Partial Text: Mortality in children under 5 years is estimated at 43/1,000 live births globally and 82/1,000 live births in sub-Saharan Africa. This corresponds to the death of 5.6 million children under 5 years old globally each year, 2.8 million in sub-Saharan Africa alone [1].

From December 1, 2015, to November 30, 2016, 4,784 children were eligible for enrolment; consent for enrolment was not obtained for 8 of these. In all, 4,776 children were enrolled (mean 191 per cluster [range 45–762]), but 181 were excluded due to enrolment violations (fever not reported/measured, presence of diarrhoea or pneumonia at enrolment, or outside the eligible age group) (Fig 1). The mean number of children enrolled per HEW was 20.8 (range 1–103) in the universal follow-up arm and 22.1 (range 1–166) in the conditional follow-up arm.
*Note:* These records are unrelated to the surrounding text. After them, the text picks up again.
//! Presentation surface and back buffer management.
//!
//! The back buffer view only lives between [`SwapChain::acquire_back_buffer`] and
//! [`SwapChain::present`]. Resizing drops it before the surface is reconfigured, the next
//! acquire recreates it at the new size.

use crate::error_info;
use crate::rendering::{ErrorCode, GraphicsDevice};
use bon::Builder;
use log::{debug, info, warn};
use snafu::Snafu;
use std::sync::Arc;
use wgpu::{
    CompositeAlphaMode, PresentMode, Surface, SurfaceConfiguration, SurfaceError, SurfaceTexture,
    TextureFormat, TextureUsages, TextureView, TextureViewDescriptor,
};
use winit::window::{Fullscreen, Window};

#[derive(Debug, Snafu)]
#[snafu(context(suffix(Err)), visibility(pub(crate)))]
pub enum SwapChainError {
    #[snafu(display("Failed to create the swap chain [{code}]: {message}"))]
    CreateSwapChainFailed { code: ErrorCode, message: String },

    #[snafu(display("Failed to acquire a back buffer [{code}]: {message}"))]
    GetBufferFailed { code: ErrorCode, message: String },

    #[snafu(display("Failed to create a render target view [{code}]: {message}"))]
    CreateRTVFailed { code: ErrorCode, message: String },

    #[snafu(display("Failed to resize the swap chain [{code}]: {message}"))]
    ResizeFailed { code: ErrorCode, message: String },

    #[snafu(display("Failed to present [{code}]: {message}"))]
    PresentFailed { code: ErrorCode, message: String },

    #[snafu(display("Invalid swap chain parameters [{code}]: {message}"))]
    InvalidParameters { code: ErrorCode, message: String },
}

error_info!(SwapChainError {
    CreateSwapChainFailed,
    GetBufferFailed,
    CreateRTVFailed,
    ResizeFailed,
    PresentFailed,
    InvalidParameters,
});

pub type Result<T, E = SwapChainError> = std::result::Result<T, E>;

#[derive(Debug, Clone, Builder)]
pub struct SwapChainDesc {
    pub window: Option<Arc<Window>>,
    #[builder(default)]
    pub width: u32,
    #[builder(default)]
    pub height: u32,
    #[builder(default = 2)]
    pub buffer_count: u32,
    #[builder(default = TextureFormat::Bgra8UnormSrgb)]
    pub format: TextureFormat,
    #[builder(default = true)]
    pub allow_tearing: bool,
    #[builder(default)]
    pub fullscreen: bool,
    /// 0 presents immediately, anything else waits for vertical blank.
    #[builder(default = 1)]
    pub sync_interval: u32,
}

impl Default for SwapChainDesc {
    fn default() -> Self {
        SwapChainDesc {
            window: None,
            width: 0,
            height: 0,
            buffer_count: 2,
            format: TextureFormat::Bgra8UnormSrgb,
            allow_tearing: true,
            fullscreen: false,
            sync_interval: 1,
        }
    }
}

impl SwapChainDesc {
    /// Checks everything that can be rejected without touching the GPU.
    pub fn validate(&self) -> Result<&Arc<Window>> {
        let Some(window) = &self.window else {
            return InvalidParametersErr {
                code: ErrorCode::INVALID_ARGUMENT,
                message: "no window handle",
            }
            .fail();
        };

        check_extent(self.width, self.height)?;

        if self.buffer_count == 0 {
            return InvalidParametersErr {
                code: ErrorCode::INVALID_ARGUMENT,
                message: "buffer count must be at least 1",
            }
            .fail();
        }

        Ok(window)
    }
}

/// Rejects zero-sized surfaces.
pub fn check_extent(width: u32, height: u32) -> Result<()> {
    if width == 0 || height == 0 {
        return InvalidParametersErr {
            code: ErrorCode::INVALID_ARGUMENT,
            message: format!("surface extent {width}x{height} has a zero dimension"),
        }
        .fail();
    }
    Ok(())
}

/// Picks the present mode for a sync interval. Tearing (immediate presentation) is only
/// used when it is supported, allowed, and no vertical sync was requested.
pub fn choose_present_mode(
    sync_interval: u32,
    tearing_supported: bool,
    allow_tearing: bool,
    available: &[PresentMode],
) -> PresentMode {
    if sync_interval > 0 {
        return PresentMode::Fifo;
    }

    if tearing_supported && allow_tearing {
        PresentMode::Immediate
    } else if available.contains(&PresentMode::Mailbox) {
        PresentMode::Mailbox
    } else {
        PresentMode::Fifo
    }
}

/// The requested format if the surface supports it, else the first sRGB format, else
/// whatever comes first.
pub fn choose_format(requested: TextureFormat, available: &[TextureFormat]) -> Option<TextureFormat> {
    if available.contains(&requested) {
        return Some(requested);
    }

    available
        .iter()
        .copied()
        .find(TextureFormat::is_srgb)
        .or_else(|| available.first().copied())
}

struct BackBuffer {
    texture: SurfaceTexture,
    view: TextureView,
}

pub struct SwapChain {
    back_buffer: Option<BackBuffer>,
    surface: Surface<'static>,
    window: Arc<Window>,
    config: SurfaceConfiguration,
    present_modes: Vec<PresentMode>,
    tearing_supported: bool,
    allow_tearing: bool,
    sync_interval: u32,
    fullscreen: bool,
    resize_count: u64,
}

impl SwapChain {
    pub fn create(device: &GraphicsDevice, desc: &SwapChainDesc) -> Result<SwapChain> {
        let window = desc.validate()?.clone();

        let surface = device
            .instance()
            .create_surface(window.clone())
            .map_err(|e| SwapChainError::CreateSwapChainFailed {
                code: ErrorCode::FAIL,
                message: e.to_string(),
            })?;

        let caps = surface.get_capabilities(device.adapter());
        let Some(format) = choose_format(desc.format, &caps.formats) else {
            return CreateSwapChainFailedErr {
                code: ErrorCode::UNSUPPORTED,
                message: "surface reports no supported formats",
            }
            .fail();
        };
        if format != desc.format {
            warn!("Surface format {:?} unsupported, using {format:?}", desc.format);
        }

        let tearing_supported = caps.present_modes.contains(&PresentMode::Immediate);
        let present_mode = choose_present_mode(
            desc.sync_interval,
            tearing_supported,
            desc.allow_tearing,
            &caps.present_modes,
        );

        let alpha_mode = caps
            .alpha_modes
            .first()
            .copied()
            .unwrap_or(CompositeAlphaMode::Auto);

        let config = SurfaceConfiguration {
            usage: TextureUsages::RENDER_ATTACHMENT,
            format,
            width: desc.width,
            height: desc.height,
            present_mode,
            alpha_mode,
            view_formats: vec![],
            desired_maximum_frame_latency: desc.buffer_count,
        };

        surface.configure(device.device(), &config);
        info!(
            "Created swap chain {}x{} {format:?} ({present_mode:?}, tearing supported: {tearing_supported})",
            desc.width, desc.height
        );

        let mut swap_chain = SwapChain {
            back_buffer: None,
            surface,
            window,
            config,
            present_modes: caps.present_modes,
            tearing_supported,
            allow_tearing: desc.allow_tearing,
            sync_interval: desc.sync_interval,
            fullscreen: false,
            resize_count: 0,
        };
        swap_chain.set_fullscreen(desc.fullscreen);

        Ok(swap_chain)
    }

    #[inline]
    pub fn format(&self) -> TextureFormat {
        self.config.format
    }

    #[inline]
    pub fn width(&self) -> u32 {
        self.config.width
    }

    #[inline]
    pub fn height(&self) -> u32 {
        self.config.height
    }

    #[inline]
    pub fn window(&self) -> &Arc<Window> {
        &self.window
    }

    #[inline]
    pub fn is_tearing_supported(&self) -> bool {
        self.tearing_supported
    }

    /// Whether presentation currently happens without waiting for vertical blank.
    pub fn tearing_applied(&self) -> bool {
        self.config.present_mode == PresentMode::Immediate
    }

    #[inline]
    pub fn sync_interval(&self) -> u32 {
        self.sync_interval
    }

    #[inline]
    pub fn is_fullscreen(&self) -> bool {
        self.fullscreen
    }

    /// Number of surface reconfigurations caused by [`SwapChain::resize`].
    #[inline]
    pub fn resize_count(&self) -> u64 {
        self.resize_count
    }

    pub fn has_back_buffer(&self) -> bool {
        self.back_buffer.is_some()
    }

    /// The view acquired by the last [`SwapChain::acquire_back_buffer`], until presented.
    pub fn back_buffer_view(&self) -> Option<&TextureView> {
        self.back_buffer.as_ref().map(|back_buffer| &back_buffer.view)
    }

    pub fn set_sync_interval(&mut self, device: &GraphicsDevice, sync_interval: u32) {
        self.sync_interval = sync_interval;
        let mode = choose_present_mode(
            sync_interval,
            self.tearing_supported,
            self.allow_tearing,
            &self.present_modes,
        );

        if mode != self.config.present_mode {
            self.back_buffer = None;
            self.config.present_mode = mode;
            self.surface.configure(device.device(), &self.config);
            debug!("Present mode changed to {mode:?}");
        }
    }

    pub fn set_fullscreen(&mut self, fullscreen: bool) {
        if self.fullscreen == fullscreen {
            return;
        }
        self.fullscreen = fullscreen;
        self.window
            .set_fullscreen(fullscreen.then_some(Fullscreen::Borderless(None)));
    }

    /// Returns the render target view of the current back buffer, acquiring one if needed.
    pub fn acquire_back_buffer(&mut self, device: &GraphicsDevice) -> Result<&TextureView> {
        if self.back_buffer.is_none() {
            let texture = self.next_texture(device)?;
            let view = texture
                .texture
                .create_view(&TextureViewDescriptor {
                    label: Some("Back Buffer View"),
                    ..TextureViewDescriptor::default()
                });
            self.back_buffer = Some(BackBuffer { texture, view });
        }

        match &self.back_buffer {
            Some(back_buffer) => Ok(&back_buffer.view),
            None => CreateRTVFailedErr {
                code: ErrorCode::FAIL,
                message: "back buffer view missing after acquire",
            }
            .fail(),
        }
    }

    fn next_texture(&mut self, device: &GraphicsDevice) -> Result<SurfaceTexture> {
        let texture = match self.surface.get_current_texture() {
            Ok(texture) => texture,
            Err(SurfaceError::Lost | SurfaceError::Outdated) => {
                debug!("Surface lost or outdated, reconfiguring");
                self.surface.configure(device.device(), &self.config);
                self.surface
                    .get_current_texture()
                    .map_err(surface_error_to_get_buffer)?
            }
            Err(e) => return Err(surface_error_to_get_buffer(e)),
        };

        if texture.suboptimal {
            drop(texture);
            self.surface.configure(device.device(), &self.config);
            return self
                .surface
                .get_current_texture()
                .map_err(surface_error_to_get_buffer);
        }

        Ok(texture)
    }

    pub fn present(&mut self) -> Result<()> {
        let Some(BackBuffer { texture, view }) = self.back_buffer.take() else {
            return PresentFailedErr {
                code: ErrorCode::INVALID_ARGUMENT,
                message: "no back buffer was acquired this frame",
            }
            .fail();
        };

        drop(view);
        self.window.pre_present_notify();
        texture.present();
        Ok(())
    }

    /// Drops the back buffer, reconfigures the surface to the new extent. The view is
    /// recreated by the next acquire. Zero extents are rejected before any GPU call.
    pub fn resize(&mut self, device: &GraphicsDevice, width: u32, height: u32) -> Result<()> {
        check_extent(width, height)?;

        let max = device.device().limits().max_texture_dimension_2d;
        if width > max || height > max {
            return ResizeFailedErr {
                code: ErrorCode::INVALID_ARGUMENT,
                message: format!("{width}x{height} exceeds the maximum surface size {max}"),
            }
            .fail();
        }

        self.back_buffer = None;

        self.config.width = width;
        self.config.height = height;
        self.surface.configure(device.device(), &self.config);
        self.resize_count += 1;

        debug!("Resized swap chain to {width}x{height}");
        Ok(())
    }
}

fn surface_error_to_get_buffer(err: SurfaceError) -> SwapChainError {
    SwapChainError::GetBufferFailed {
        code: ErrorCode::from(err.clone()),
        message: err.to_string(),
    }
}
Conditional follow-up of children with non-severe unclassified fever in a low malaria transmission setting in Ethiopia was found to be non-inferior to universal follow-up through 1 week, with an average 2.7% of children across both arms having treatment failure at day 8. No deaths were recorded. While iCCM guidelines recommend universal follow-up for all children, regardless of symptom resolution, IMNCI guidelines recommend less intense conditional follow-up after 2 or 3 days (depending on malaria endemicity). To our knowledge, this study and a sister study in DRC [24] are the first to provide evidence that conditional follow-up is no less safe or marginally less safe than universal follow-up in children aged 2–59 months seen by CHWs.